SqlOS runs OAuth. You choose who draws the login screens.
Hosted AuthPage#
The default. SqlOS renders the sign-in, sign-up, and organization selection pages.
Choose hosted when:
- You want the fastest setup
- The built-in auth UI is good enough
- You don't need app-owned signup fields
What you get:
- Working OAuth 2.0 flow out of the box
- Branded login page with your app name and logo
- Password, OIDC, and SAML support
- No frontend auth code to write
Downside: Less control over how the popup looks.

Headless Auth#
SqlOS owns the OAuth protocol.
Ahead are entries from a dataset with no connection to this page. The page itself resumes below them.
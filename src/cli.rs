use clap::{Parser, Subcommand};
use std::path::PathBuf;

/// Publish Wizard - validate venue drafts before publishing
#[derive(Parser)]
#[command(name = "publish-wizard")]
#[command(about = "Validate venue drafts against the publish wizard rules")]
#[command(version)]
pub struct Cli {
    /// Print results as JSON instead of text.
    #[arg(long, global = true)]
    pub json: bool,

    #[command(subcommand)]
    pub command: Commands,
}

#[derive(Subcommand)]
pub enum Commands {
    /// Validate every field of a draft
    Validate {
        /// Path to the draft JSON file
        draft: PathBuf,
    },
    /// Check one wizard step of a draft
    Step {
        /// Step number (1-10)
        step: u8,
        /// Path to the draft JSON file
        draft: PathBuf,
    },
    /// Show how many input steps of a draft are complete
    Progress {
        /// Path to the draft JSON file
        draft: PathBuf,
    },
    /// Print the publish request body for a valid draft
    Request {
        /// Path to the draft JSON file
        draft: PathBuf,
        /// Id of the user publishing the venue
        #[arg(short, long)]
        user_id: i64,
    },
}

impl Cli {
    /// Parse command line arguments
    pub fn parse_args() -> Self {
        <Self as clap::Parser>::parse()
    }
}

#[cfg(test)]
mod tests {
    use super::*;
    use clap::Parser;

    #[test]
    fn test_cli_requires_command() {
        let result = Cli::try_parse_from(["publish-wizard"]);
        assert!(result.is_err());
    }

    #[test]
    fn test_cli_validate_command() {
        let cli = Cli::try_parse_from(["publish-wizard", "validate", "/tmp/draft.json"]).unwrap();
        assert!(!cli.json);
        match cli.command {
            Commands::Validate { draft } => {
                assert_eq!(draft.to_str().unwrap(), "/tmp/draft.json");
            }
            _ => panic!("Expected Validate command"),
        }
    }

    #[test]
    fn test_cli_step_command() {
        let cli = Cli::try_parse_from(["publish-wizard", "step", "4", "draft.json"]).unwrap();
        match cli.command {
            Commands::Step { step, draft } => {
                assert_eq!(step, 4);
                assert_eq!(draft.to_str().unwrap(), "draft.json");
            }
            _ => panic!("Expected Step command"),
        }
    }

    #[test]
    fn test_cli_step_rejects_non_numeric() {
        let result = Cli::try_parse_from(["publish-wizard", "step", "four", "draft.json"]);
        assert!(result.is_err());
    }

    #[test]
    fn test_cli_global_json_flag() {
        let cli =
            Cli::try_parse_from(["publish-wizard", "progress", "draft.json", "--json"]).unwrap();
        assert!(cli.json);
        assert!(matches!(cli.command, Commands::Progress { .. }));
    }

    #[test]
    fn test_cli_request_requires_user_id() {
        let result = Cli::try_parse_from(["publish-wizard", "request", "draft.json"]);
        assert!(result.is_err());

        let cli =
            Cli::try_parse_from(["publish-wizard", "request", "draft.json", "-u", "12"]).unwrap();
        match cli.command {
            Commands::Request { user_id, .. } => assert_eq!(user_id, 12),
            _ => panic!("Expected Request command"),
        }
    }
}
//! Scalar and enum types shared across the workspace.

use std::fmt;
use std::str::FromStr;

use serde::{Deserialize, Serialize};

/// Monotonic identifier assigned to every accepted WebSocket connection.
///
/// Replies are always routed through this id so a connection that has
/// gone away can never receive a dangling write.
pub type SocketId = u64;

/// Client-chosen JSON-RPC request id, used verbatim for correlation.
pub type RequestId = String;

/// Output format produced by the engraver child.
#[derive(Debug, Clone, Copy, PartialEq, Eq, Serialize, Deserialize)]
#[serde(rename_all = "lowercase")]
pub enum Backend {
    Svg,
    Pdf,
    Musicxml2ly,
}

impl Backend {
    pub fn as_str(&self) -> &'static str {
        match self {
            Self::Svg => "svg",
            Self::Pdf => "pdf",
            Self::Musicxml2ly => "musicxml2ly",
        }
    }
}

impl FromStr for Backend {
    type Err = ();

    fn from_str(s: &str) -> Result<Self, Self::Err> {
        match s {
            "svg" => Ok(Self::Svg),
            "pdf" => Ok(Self::Pdf),
            "musicxml2ly" => Ok(Self::Musicxml2ly),
            _ => Err(()),
        }
    }
}

impl fmt::Display for Backend {
    fn fmt(&self, f: &mut fmt::Formatter<'_>) -> fmt::Result {
        f.write_str(self.as_str())
    }
}

/// Engraver release channel a render is pinned to.
///
/// A request is only ever handed to a slot or worker serving its
/// channel.
#[derive(Debug, Clone, Copy, Default, PartialEq, Eq, Serialize, Deserialize)]
#[serde(rename_all = "lowercase")]
pub enum Version {
    #[default]
    Stable,
    Unstable,
}

impl Version {
    pub fn as_str(&self) -> &'static str {
        match self {
            Self::Stable => "stable",
            Self::Unstable => "unstable",
        }
    }
}

impl FromStr for Version {
    type Err = ();

    fn from_str(s: &str) -> Result<Self, Self::Err> {
        match s {
            "stable" => Ok(Self::Stable),
            "unstable" => Ok(Self::Unstable),
            _ => Err(()),
        }
    }
}

impl fmt::Display for Version {
    fn fmt(&self, f: &mut fmt::Formatter<'_>) -> fmt::Result {
        f.write_str(self.as_str())
    }
}
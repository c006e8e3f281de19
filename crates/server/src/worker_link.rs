//! Worker role: the outbound link to a coordinator.
//!
//! The dialed socket is registered in the same registry as any
//! accepted connection and serviced by the same handler, so from this
//! side the coordinator is just another request source and from the
//! coordinator's side this process is just another client. The link
//! reconnects forever on a fixed delay; renders in flight when the
//! link drops complete locally and their replies are dropped at the
//! registry lookup.

use std::time::Duration;

use futures::{SinkExt, StreamExt};
use serde_json::{json, Value};
use stave_core::protocol;
use tokio::net::TcpStream;
use tokio_tungstenite::tungstenite::{Bytes, Message};
use tokio_tungstenite::{connect_async, MaybeTlsStream, WebSocketStream};
use tokio_util::sync::CancellationToken;

use crate::handler;
use crate::sockets::Outbound;
use crate::state::AppState;

/// Delay between reconnection attempts.
const RECONNECT_DELAY: Duration = Duration::from_secs(1);

/// Keepalive ping cadence on the coordinator socket.
const PING_INTERVAL: Duration = Duration::from_secs(1);

/// Dial the coordinator and keep a session alive until cancelled.
/// Never gives up: a coordinator restart just costs a reconnect.
pub async fn run(state: AppState, url: String, max_jobs: usize, cancel: CancellationToken) {
    loop {
        tracing::info!(url = %url, "Connecting to coordinator");
        tokio::select! {
            _ = cancel.cancelled() => return,
            result = connect_async(url.as_str()) => match result {
                Ok((ws_stream, _response)) => {
                    tracing::info!("Coordinator connected");
                    run_session(&state, ws_stream, max_jobs, &cancel).await;
                    if cancel.is_cancelled() {
                        return;
                    }
                    tracing::warn!("Coordinator session ended; reconnecting");
                }
                Err(e) => {
                    tracing::error!(error = %e, "Coordinator connection failed");
                }
            }
        }

        tokio::select! {
            _ = cancel.cancelled() => return,
            _ = tokio::time::sleep(RECONNECT_DELAY) => {}
        }
    }
}

/// Drive one coordinator session: advertise capacity, then pump
/// outbound frames, the keepalive ping, and inbound traffic through
/// one `select!` loop.
async fn run_session(
    state: &AppState,
    ws_stream: WebSocketStream<MaybeTlsStream<TcpStream>>,
    max_jobs: usize,
    cancel: &CancellationToken,
) {
    let (socket_id, mut rx) = state.registry.add().await;
    let (mut sink, mut stream) = ws_stream.split();

    let hello = protocol::request_frame(
        &Value::Null,
        "i_haz_computes",
        json!({ "max_jobs": max_jobs }),
    );
    if sink.send(Message::text(hello)).await.is_err() {
        tracing::error!("Failed to advertise capacity; dropping session");
        state.registry.remove(socket_id).await;
        return;
    }
    tracing::info!(socket = socket_id, max_jobs, "Advertised capacity to coordinator");

    let mut ping = tokio::time::interval(PING_INTERVAL);
    loop {
        tokio::select! {
            _ = cancel.cancelled() => break,

            _ = ping.tick() => {
                if sink.send(Message::Ping(Bytes::new())).await.is_err() {
                    break;
                }
            }

            out = rx.recv() => match out {
                Some(Outbound::Text(text)) => {
                    if sink.send(Message::text(text)).await.is_err() {
                        break;
                    }
                }
                Some(Outbound::Ping) => {
                    if sink.send(Message::Ping(Bytes::new())).await.is_err() {
                        break;
                    }
                }
                Some(Outbound::Close(_)) | None => break,
            },

            inbound = stream.next() => match inbound {
                Some(Ok(Message::Text(text))) => {
                    handler::handle_text(state, socket_id, text.as_str()).await;
                }
                Some(Ok(Message::Binary(_))) => {
                    tracing::warn!("Binary frame from coordinator; dropping session");
                    break;
                }
                Some(Ok(Message::Ping(_) | Message::Pong(_))) => {}
                Some(Ok(Message::Close(frame))) => {
                    tracing::info!(?frame, "Coordinator closed WebSocket");
                    break;
                }
                Some(Ok(_)) => {}
                Some(Err(e)) => {
                    tracing::error!(error = %e, "WebSocket receive error");
                    break;
                }
                None => break,
            }
        }
    }

    state.registry.remove(socket_id).await;
    state.dispatcher.socket_closed(socket_id).await;
}
struct DispatchState {
    queue: VecDeque<RenderRequest>,
    /// One entry per advertised unit of capacity; a worker with
    /// capacity N appears N times.
    free_workers: VecDeque<SocketId>,
    /// Request id -> worker socket currently rendering it.
    busy_workers: HashMap<RequestId, SocketId>,
    /// Request id -> the request dispatched to a remote worker.
    in_flight_remote: HashMap<RequestId, RenderRequest>,
    /// Request id -> local slot index. The slot's `Busy` state owns
    /// the request itself.
    in_flight_local: HashMap<RequestId, usize>,
    slots: Vec<SlotState>,
}

/// Counts for the status snapshot, taken under the dispatch lock.
#[derive(Debug, Clone, Copy)]
pub struct DispatchSnapshot {
    pub backlog: usize,
    pub free_worker_entries: usize,
    pub busy_worker_entries: usize,
    pub local_slots: usize,
    /// Slots that cannot take a job right now: busy, starting, or
    /// dead.
    pub busy_local_slots: usize,
}

pub struct Dispatcher {
    registry: Arc<SocketRegistry>,
    pool: RendererPool,
    state: Mutex<DispatchState>,
}
//! GitHub OAuth relay.
//!
//! Clients never talk to GitHub directly; the coordinator exchanges
//! their authorization code for a token, fetches the profile, and
//! revokes tokens on sign-out. Each flow runs as its own task,
//! correlated back to the client by the `(socket, request id)` pair
//! captured at spawn. Every terminal send goes through the socket
//! registry, so a client that disconnected mid-flow is dropped
//! silently.

use std::collections::HashMap;
use std::sync::Arc;

use reqwest::header::{ACCEPT, AUTHORIZATION, USER_AGENT};
use serde_json::{json, Value};
use stave_core::protocol::{self, ERROR_GITHUB, ERROR_INTERNAL};
use stave_core::types::{RequestId, SocketId};
use tokio::sync::Mutex;

use crate::sockets::SocketRegistry;
use crate::state::Stats;

const TOKEN_URL: &str = "https://github.com/login/oauth/access_token";
const USER_URL: &str = "https://api.github.com/user";
const APPLICATIONS_URL: &str = "https://api.github.com/applications";
const UA: &str = "stave-server";

/// OAuth application credentials.
#[derive(Debug, Clone)]
pub struct IdentityConfig {
    pub client_id: String,
    pub client_secret: String,
}

/// A sign-in flow between token exchange and profile completion.
#[derive(Debug, Clone)]
struct UserInfo {
    access_token: String,
}

pub struct IdentityRelay {
    http: reqwest::Client,
    config: IdentityConfig,
    registry: Arc<SocketRegistry>,
    stats: Arc<Stats>,
    /// Pending sign-ins keyed by JSON-RPC request id; an entry dies
    /// with the flow's terminal response.
    pending: Mutex<HashMap<RequestId, UserInfo>>,
}

impl IdentityRelay {
    pub fn new(config: IdentityConfig, registry: Arc<SocketRegistry>, stats: Arc<Stats>) -> Self {
        Self {
            http: reqwest::Client::new(),
            config,
            registry,
            stats,
            pending: Mutex::new(HashMap::new()),
        }
    }

    /// Run the full sign-in flow and answer `socket`.
    pub async fn sign_in(
        &self,
        socket: SocketId,
        request_id: String,
        oauth_state: String,
        code: String,
    ) {
        let id = Value::String(request_id.clone());
        let frame = match self.run_sign_in(&request_id, &oauth_state, &code).await {
            Ok(profile) => protocol::result_frame(&id, profile),
            Err((code, message)) => protocol::error_frame(&id, code, &message),
        };
        self.reply(socket, frame).await;
    }

    /// Revoke `token` and answer `socket`.
    pub async fn sign_out(&self, socket: SocketId, request_id: String, token: String) {
        let id = Value::String(request_id);
        let url = format!("{APPLICATIONS_URL}/{}/tokens/{token}", self.config.client_id);
        let outcome = self
            .http
            .delete(url)
            .header(ACCEPT, "application/json")
            .header(USER_AGENT, UA)
            .basic_auth(&self.config.client_id, Some(&self.config.client_secret))
            .send()
            .await;

        let frame = match outcome {
            Ok(resp) if resp.status().is_success() => protocol::result_frame(&id, json!("OK")),
            Ok(resp) => {
                tracing::warn!(status = %resp.status(), "Token revocation refused");
                protocol::error_frame(&id, ERROR_GITHUB, "Could not remove authorization.")
            }
            Err(e) => {
                tracing::warn!(error = %e, "Token revocation request failed");
                protocol::error_frame(&id, ERROR_GITHUB, "Could not remove authorization.")
            }
        };
        self.reply(socket, frame).await;
    }

    // ---- private helpers ----

    async fn run_sign_in(
        &self,
        request_id: &str,
        oauth_state: &str,
        code: &str,
    ) -> Result<Value, (i64, String)> {
        let resp = self
            .http
            .post(TOKEN_URL)
            .header(ACCEPT, "application/json")
            .header(USER_AGENT, UA)
            .form(&[
                ("state", oauth_state),
                ("client_id", self.config.client_id.as_str()),
                ("client_secret", self.config.client_secret.as_str()),
                ("code", code),
            ])
            .send()
            .await
            .map_err(|e| (ERROR_GITHUB, format!("GitHub Authentication Error: {e}")))?;

        let body: Value = resp
            .json()
            .await
            .map_err(|e| (ERROR_GITHUB, format!("Parse Error: {e}")))?;

        if body.get("error").is_some() || body.get("errors").is_some() {
            return Err((ERROR_GITHUB, "GitHub Authentication Error".to_string()));
        }
        let access_token = body
            .get("access_token")
            .and_then(Value::as_str)
            .ok_or((ERROR_GITHUB, "GitHub Authentication Error".to_string()))?
            .to_string();

        // The same token surfacing in two overlapping flows means the
        // exchange was replayed.
        {
            let mut pending = self.pending.lock().await;
            if pending.values().any(|u| u.access_token == access_token) {
                return Err((ERROR_INTERNAL, "Invalid CSRF".to_string()));
            }
            pending.insert(
                request_id.to_string(),
                UserInfo {
                    access_token: access_token.clone(),
                },
            );
        }
        self.stats.record_sign_in();

        let result = self.fetch_profile(&access_token).await;
        self.pending.lock().await.remove(request_id);
        result
    }

    async fn fetch_profile(&self, access_token: &str) -> Result<Value, (i64, String)> {
        let resp = self
            .http
            .get(USER_URL)
            .header(ACCEPT, "application/json")
            .header(USER_AGENT, UA)
            .header(AUTHORIZATION, format!("token {access_token}"))
            .send()
            .await
            .map_err(|e| (ERROR_GITHUB, format!("GitHub Authentication Error: {e}")))?;

        let body: Value = resp
            .json()
            .await
            .map_err(|e| (ERROR_GITHUB, format!("Parse Error: {e}")))?;

        if body.get("error").is_some() {
            return Err((ERROR_GITHUB, "GitHub Authentication Error".to_string()));
        }
        // `email` and `name` may be present-but-null for private
        // profiles; only a missing key is an error.
        let (Some(email), Some(login), Some(name)) =
            (body.get("email"), body.get("login"), body.get("name"))
        else {
            return Err((
                ERROR_GITHUB,
                "Email, login, and name are required.".to_string(),
            ));
        };

        let username = login.as_str().unwrap_or_default().to_string();
        let mut email = email.as_str().unwrap_or_default().to_string();
        let mut name = name.as_str().unwrap_or_default().to_string();
        if email.is_empty() {
            email = "unknown@example.com".to_string();
        }
        if name.is_empty() {
            name = username.clone();
        }

        Ok(json!({
            "accessToken": access_token,
            "email": email,
            "username": username,
            "name": name,
            "repo": format!("{username}/sheet-music"),
        }))
    }

    async fn reply(&self, socket: SocketId, frame: String) {
        if !self.registry.send_text(socket, frame).await {
            tracing::debug!(socket, "Lost socket mid-oauth; dropping reply");
        }
    }
}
Your app owns the UI.
Choose headless when:
- The auth popup should match your app's design system
- You want A/B testing on signup and login
- You need app-owned custom fields (referral source, company profile, etc.)
- You want the OAuth popup to feel native to your product
What you get:
- Full control over the authorize UI
- App-owned signup fields via
customFields - Same OAuth protocol underneath (PKCE, redirect validation, code issuance)
- OIDC and SAML still handled by SqlOS
Downside: You build and host the authorize page.
builder.AddSqlOS<AppDbContext>(options =>
{
options.AuthServer.UseHeadlessAuthPage(headless =>
{
headless.BuildUiUrl = ctx =>
$"https://app.example.com/authorize?request={ctx.RequestId}&view={ctx.View}";
});
});Headless uses one switch: BuildUiUrl. If that callback exists, /sqlos/auth/authorize redirects into your app. Details.
Don't rebuild the auth flow#
A DIY “login page + bolt on OAuth” often grows into:
- Hand-rolled redirect checks
- Home-grown auth codes
- Messy callbacks
- Behavior that drifts from the spec
Want your own UI? Use headless. Still let SqlOS own codes, tokens, and PKCE.
Switching modes#
You can flip hosted ↔ headless. OAuth, tokens, sessions, and refresh stay the same. Only the login UI changes.